None of my previous Africa hunts required so much sweaty brush-busting over steep hills where heavy forest occasionally gave way to grassland. In such a spot, we finally located a big nyala bull trailing two cows in the open. They were nearly 800 yards away, surely within the PRC’s terminal reach, but not a shot I’m prepared to take. After slashing that distance in half, I sat, settled my rifle onto the sticks, dialed the correct range on the Leupold’s turret, and then was pleased and relieved to drop the 450-lb. antelope.
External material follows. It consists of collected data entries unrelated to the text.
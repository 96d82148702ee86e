//! Static asset resolution from a fixed content root.
//!
//! [`StaticFileResolver`] answers GET and HEAD requests straight from disk.
//! A failed lookup is not an error: it is a [`Resolution::Miss`] and the
//! request falls through to the application handler.
//!
//! Resolved paths are canonicalized and must stay inside the canonical
//! content root, so `..` segments and symlinks that leave the root miss.

use std::path::{Path, PathBuf};

use bytes::Bytes;
use percent_encoding::percent_decode_str;
use tracing::{debug, warn};

use crate::http::{Method, OutgoingResponse, StatusCode};

pub mod mime;

/// URL prefix of fingerprinted build output.
pub const IMMUTABLE_PREFIX: &str = "/assets/";

/// `Cache-Control` for fingerprinted assets under [`IMMUTABLE_PREFIX`].
pub const CACHE_IMMUTABLE: &str = "public, max-age=31536000, immutable";

/// `Cache-Control` for every other static hit.
pub const CACHE_SHORT: &str = "public, max-age=3600";

/// Returns the cache policy for a request pathname.
pub fn cache_control_for(pathname: &str) -> &'static str {
    if pathname.starts_with(IMMUTABLE_PREFIX) {
        CACHE_IMMUTABLE
    } else {
        CACHE_SHORT
    }
}

/// A file read from the content root.
#[derive(Debug, Clone)]
pub struct StaticAsset {
    /// Canonical on-disk path, always inside the content root.
    pub path: PathBuf,
    pub contents: Bytes,
    pub content_type: &'static str,
    pub cache_control: &'static str,
}

impl StaticAsset {
    /// Converts the asset into a `200 OK` response.
    ///
    /// The body is always attached; HEAD requests are handled by the writer,
    /// which keeps the headers (including `Content-Length`) and drops the body.
    pub fn into_response(self) -> OutgoingResponse {
        OutgoingResponse::new(StatusCode::Ok)
            .header("Content-Type", self.content_type)
            .header("Cache-Control", self.cache_control)
            .body(self.contents)
    }
}

/// Outcome of a static lookup.
#[derive(Debug)]
pub enum Resolution {
    Hit(StaticAsset),
    Miss,
}

impl Resolution {
    pub fn is_hit(&self) -> bool {
        matches!(self, Self::Hit(_))
    }
}

/// Serves files from a content root fixed at startup.
///
/// # Examples
///
/// ```rust,no_run
/// use ingress::assets::{Resolution, StaticFileResolver};
/// use ingress::http::Method;
///
/// # async fn demo() {
/// let resolver = StaticFileResolver::new("/srv/dashboard/public");
/// match resolver.resolve(&Method::Get, "/favicon.svg").await {
///     Resolution::Hit(asset) => println!("{} bytes", asset.contents.len()),
///     Resolution::Miss => println!("fall through to the handler"),
/// }
/// # }
/// ```
#[derive(Debug, Clone)]
pub struct StaticFileResolver {
    // `None` when the configured root does not exist; every lookup misses.
    root: Option<PathBuf>,
}

impl StaticFileResolver {
    /// Creates a resolver for `root`, canonicalizing it once.
    ///
    /// A root that cannot be canonicalized is logged and turns every lookup
    /// into a miss.
    pub fn new(root: impl AsRef<Path>) -> Self {
        let root = root.as_ref();
        match std::fs::canonicalize(root) {
            Ok(canonical) => {
                debug!(root = %canonical.display(), "static content root ready");
                Self {
                    root: Some(canonical),
                }
            }
            Err(e) => {
                warn!(root = %root.display(), error = %e, "static content root unavailable; serving no static files");
                Self { root: None }
            }
        }
    }

    /// Returns the canonical content root, if it exists.
    pub fn root(&self) -> Option<&Path> {
        self.root.as_deref()
    }

    /// Attempts to satisfy a request from the content root.
    ///
    /// Only GET and HEAD are eligible. Every failure along the way (bad
    /// percent-encoding, missing file, directory, permission or I/O error,
    /// path escaping the root) is a [`Resolution::Miss`].
    pub async fn resolve(&self, method: &Method, pathname: &str) -> Resolution {
        if !method.is_get_or_head() {
            return Resolution::Miss;
        }
        let Some(root) = self.root.as_deref() else {
            return Resolution::Miss;
        };

        let Some(path) = contained_path(root, pathname).await else {
            return Resolution::Miss;
        };

        match tokio::fs::metadata(&path).await {
            Ok(meta) if meta.is_file() => {}
            _ => return Resolution::Miss,
        }

        let contents = match tokio::fs::read(&path).await {
            Ok(contents) => Bytes::from(contents),
            Err(e) => {
                debug!(path = %path.display(), error = %e, "static read failed");
                return Resolution::Miss;
            }
        };

        let decoded = decoded_pathname(pathname);
        Resolution::Hit(StaticAsset {
            content_type: mime::for_path(&decoded),
            cache_control: cache_control_for(&decoded),
            path,
            contents,
        })
    }
}

// Decodes `pathname`, joins it onto `root`, and canonicalizes the result.
// `None` if any step fails or the canonical path leaves the root.
async fn contained_path(root: &Path, pathname: &str) -> Option<PathBuf> {
    let decoded = percent_decode_str(pathname).decode_utf8().ok()?;
    if decoded.contains('\0') {
        return None;
    }

    let candidate = root.join(decoded.trim_start_matches('/'));
    let canonical = tokio::fs::canonicalize(&candidate).await.ok()?;

    if canonical.starts_with(root) {
        Some(canonical)
    } else {
        debug!(pathname, "static path escapes content root");
        None
    }
}

// Cache policy and media type follow the decoded path, like the file lookup.
fn decoded_pathname(pathname: &str) -> String {
    percent_decode_str(pathname).decode_utf8_lossy().into_owned()
}
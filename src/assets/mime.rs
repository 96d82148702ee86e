//! Extension → media type table for static assets.

use std::path::Path;

/// Media type served for files whose extension is not in the table.
pub const FALLBACK: &str = "application/octet-stream";

// Lowercase extension without the leading dot.
const TABLE: &[(&str, &str)] = &[
    ("js", "application/javascript"),
    ("mjs", "application/javascript"),
    ("css", "text/css"),
    ("json", "application/json"),
    ("map", "application/json"),
    ("png", "image/png"),
    ("jpg", "image/jpeg"),
    ("jpeg", "image/jpeg"),
    ("gif", "image/gif"),
    ("svg", "image/svg+xml"),
    ("webp", "image/webp"),
    ("ico", "image/x-icon"),
    ("woff", "font/woff"),
    ("woff2", "font/woff2"),
    ("ttf", "font/ttf"),
    ("eot", "application/vnd.ms-fontobject"),
    ("html", "text/html; charset=utf-8"),
    ("htm", "text/html; charset=utf-8"),
    ("txt", "text/plain; charset=utf-8"),
    ("xml", "application/xml"),
    ("webmanifest", "application/manifest+json"),
    ("wasm", "application/wasm"),
];

/// Returns the media type for `path` based on its extension.
///
/// The lookup ignores ASCII case; unknown or missing extensions map to
/// [`FALLBACK`].
///
/// # Examples
///
/// ```
/// use ingress::assets::mime;
///
/// assert_eq!(mime::for_path("/assets/app.JS"), "application/javascript");
/// assert_eq!(mime::for_path("/robots"), "application/octet-stream");
/// ```
pub fn for_path(path: impl AsRef<Path>) -> &'static str {
    path.as_ref()
        .extension()
        .and_then(|ext| ext.to_str())
        .and_then(|ext| {
            TABLE
                .iter()
                .find(|(known, _)| known.eq_ignore_ascii_case(ext))
                .map(|(_, media_type)| *media_type)
        })
        .unwrap_or(FALLBACK)
}
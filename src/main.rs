use std::sync::Arc;

use ingress::server::shutdown_on;
use ingress::{
    BoxError, NormalizedRequest, OutgoingResponse, RequestAdapter, Server, ServerConfig,
    StaticFileResolver, StatusCode,
};
use tracing::{info, warn};
use tracing_subscriber::EnvFilter;

// Stand-in for the application: the dashboard handler is linked in by the
// embedding binary. Every dispatched request answers 404 here.
async fn not_found(req: NormalizedRequest) -> Result<OutgoingResponse, BoxError> {
    warn!(url = %req.url(), "no application handler configured");
    Ok(OutgoingResponse::plain(StatusCode::NotFound))
}

#[tokio::main]
async fn main() -> Result<(), Box<dyn std::error::Error>> {
    tracing_subscriber::fmt()
        .with_env_filter(
            EnvFilter::try_from_default_env().unwrap_or_else(|_| EnvFilter::new("info")),
        )
        .init();

    let config = ServerConfig::from_env()?;
    let resolver = Arc::new(StaticFileResolver::new(&config.static_root));
    let server = Server::bind(config.bind_addr()).await?;

    let adapter = RequestAdapter::from_parts(resolver, Arc::new(not_found))
        .max_body_bytes(config.max_body_bytes)
        .fallback_host(server.local_addr().to_string());

    info!(
        static_root = %config.static_root.display(),
        max_body_bytes = ?config.max_body_bytes,
        "starting ingress"
    );

    server
        .run_until(adapter, shutdown_on(tokio::signal::ctrl_c()))
        .await?;
    Ok(())
}
//! Response body chunk sources.
//!
//! A [`ChunkSource`] is a lazy, pull-based, finite sequence of byte chunks.
//! Each pull yields a chunk, an error, or `None` (done). Sources are not
//! restartable. The adapter pulls one chunk, writes it, and only then pulls
//! the next, so a slow client slows the producer down instead of piling
//! chunks up in memory.

use std::pin::Pin;

use bytes::{Bytes, BytesMut};
use futures_core::Stream;
use futures_util::StreamExt;
use thiserror::Error;
use tokio::sync::mpsc;

/// Errors a chunk source can yield in place of a chunk.
#[derive(Debug, Error)]
pub enum BodyError {
    #[error("chunk source failed: {0}")]
    Source(String),

    #[error("body channel closed by the consumer")]
    Closed,

    #[error("I/O error while producing body: {0}")]
    Io(#[from] std::io::Error),
}

impl BodyError {
    /// Shorthand for [`BodyError::Source`].
    pub fn msg(message: impl Into<String>) -> Self {
        Self::Source(message.into())
    }
}

/// A type-erased, fallible stream of byte chunks.
pub type ChunkSource = Pin<Box<dyn Stream<Item = Result<Bytes, BodyError>> + Send>>;

/// Builds a source that yields the given chunks in order, then ends.
///
/// # Examples
///
/// ```
/// use ingress::http::{OutgoingResponse, StatusCode, body};
///
/// let response = OutgoingResponse::new(StatusCode::Ok)
///     .header("Content-Type", "text/plain")
///     .stream(body::from_chunks(["c1", "c2", "c3"]));
/// assert!(response.has_body());
/// ```
pub fn from_chunks<I>(chunks: I) -> ChunkSource
where
    I: IntoIterator,
    I::Item: Into<Bytes>,
    I::IntoIter: Send + 'static,
{
    Box::pin(futures_util::stream::iter(
        chunks.into_iter().map(|chunk| Ok(chunk.into())),
    ))
}

/// Builds a source yielding a single buffer.
pub fn once(data: impl Into<Bytes>) -> ChunkSource {
    let data: Bytes = data.into();
    Box::pin(futures_util::stream::once(async move { Ok(data) }))
}

/// Wraps an arbitrary stream as a chunk source.
pub fn from_stream<S>(stream: S) -> ChunkSource
where
    S: Stream<Item = Result<Bytes, BodyError>> + Send + 'static,
{
    Box::pin(stream)
}

/// Producer half of a channel-fed chunk source.
///
/// Dropping the sender ends the body cleanly; [`abort`](Self::abort) ends it
/// with an error instead.
#[derive(Debug, Clone)]
pub struct BodySender {
    tx: mpsc::Sender<Result<Bytes, BodyError>>,
}

impl BodySender {
    /// Sends one chunk, waiting while the channel is full.
    ///
    /// # Errors
    ///
    /// Returns [`BodyError::Closed`] once the consumer has gone away (for
    /// example after the client disconnected).
    pub async fn send(&self, chunk: impl Into<Bytes>) -> Result<(), BodyError> {
        self.tx
            .send(Ok(chunk.into()))
            .await
            .map_err(|_| BodyError::Closed)
    }

    /// Terminates the body with an error visible to the consumer.
    pub async fn abort(self, error: BodyError) {
        let _ = self.tx.send(Err(error)).await;
    }
}

/// Creates a channel-fed chunk source holding at most `capacity` pending chunks.
///
/// # Panics
///
/// Panics if `capacity` is zero.
pub fn channel(capacity: usize) -> (BodySender, ChunkSource) {
    let (tx, rx) = mpsc::channel(capacity);
    let source = futures_util::stream::unfold(rx, |mut rx| async move {
        rx.recv().await.map(|item| (item, rx))
    });
    (BodySender { tx }, Box::pin(source))
}

/// Drains a chunk source into one contiguous buffer.
pub async fn to_bytes(mut source: ChunkSource) -> Result<Bytes, BodyError> {
    let mut buf = BytesMut::new();
    while let Some(chunk) = source.next().await {
        buf.extend_from_slice(&chunk?);
    }
    Ok(buf.freeze())
}

#[cfg(test)]
mod tests {
    use super::*;

    #[tokio::test]
    async fn chunks_come_out_in_order() {
        let mut source = from_chunks(vec!["c1", "c2", "c3"]);
        assert_eq!(source.next().await.unwrap().unwrap(), "c1");
        assert_eq!(source.next().await.unwrap().unwrap(), "c2");
        assert_eq!(source.next().await.unwrap().unwrap(), "c3");
        assert!(source.next().await.is_none());
    }

    #[tokio::test]
    async fn once_yields_single_buffer() {
        let bytes = to_bytes(once("hello")).await.unwrap();
        assert_eq!(bytes, "hello");
    }

    #[tokio::test]
    async fn channel_ends_when_sender_dropped() {
        let (tx, source) = channel(1);
        tokio::spawn(async move {
            tx.send("a").await.unwrap();
            tx.send("b").await.unwrap();
        });
        assert_eq!(to_bytes(source).await.unwrap(), "ab");
    }

    #[tokio::test]
    async fn channel_abort_surfaces_error() {
        let (tx, source) = channel(4);
        tx.send("partial").await.unwrap();
        tx.abort(BodyError::msg("upstream reset")).await;
        let err = to_bytes(source).await.unwrap_err();
        assert!(matches!(err, BodyError::Source(ref m) if m == "upstream reset"));
    }

    #[tokio::test]
    async fn send_after_consumer_drop_fails() {
        let (tx, source) = channel(1);
        drop(source);
        assert!(matches!(tx.send("x").await, Err(BodyError::Closed)));
    }
}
Mostly we were shooting Mossberg Patriot Predators (mossberg.com), the first production rifle chambered for 7 mm PRC. Purely a utilitarian sporter, it pairs a molded synthetic stock with a 24" fluted barrel that’s threaded at the muzzle. Added features include a stainless bolt with spiral fluting and a factory-installed Picatinny rail. For me, the 6-lb., 8-oz., package balanced well in field positions and cycled the PRC’s stubby brass with zero hitches. Mossberg’s proprietary Lightning Bolt Action blade-in-safety trigger is user-adjustable, but came set at the low end of its range at 2 lbs., 2 ozs. You feel it engage, but then there’s no compression, grittiness or overtravel—just what I want for big game. Ideally, I’d like the barrel to be a bit stouter, but came away convinced it would never cost a hit, providing I shot straight. Priced around $600, it appears to be the least expensive of the initial wave of rifles in 7 mm PRC. Comparatively, it delivers great value.
Leupold (leupold.com) co-hosted the safari and duly sent each participant out with a full set of optics. My VX6-HD 3-18X 50 mm riflescope proved to be a technical marvel armored in good-old Leupold toughness. Its Custom Dial System reticle/turret, calibrated specifically to our loads, was so intuitively marked, it would be nearly impossible to misuse it. Zero on “1” (for example), and then dial through the 25-yard witness marks to your shot distance, up to a whopping 1,500 yards. If things are happening fast, you can alternately default to descending compensating crosshairs, so long as you know their respective zeroes. There’s never a need to “hold over the back,” nor to carry along a paired device to confirm the math. And I would be remiss not to mention the internal level, which, via the illuminated reticle, tells you when the rifle is properly aligned, a feature that is super helpful when mounting the scope and helpful again when shouldering your gun. Likewise, we used Leupold’s RX-2800 TBR/W rangefinder and BX-5 Santiam HD 10X 50 mm binocular, both of which proved to be utterly brilliant.
Clearly few game animals worldwide will be too much for the 7 mm PRC. As is often said about lesser cartridges, this one is suited for all North American big game, save the larger bears. Some may even think that’s too arbitrary if a good controlled-expansion bullet is involved, but the north-country bear outfitters I know don’t want clients showing up with a 7 mm, no matter how new and improved. A fairer question would be: Will the 7 mm PRC do a better job on elk than the 6.5 mm PRC? Just like hunters asked about the 6.5 mm PRC’s edge over 6.5 mm Creedmoor. Again I’d say “yes,” though less emphatically this time around.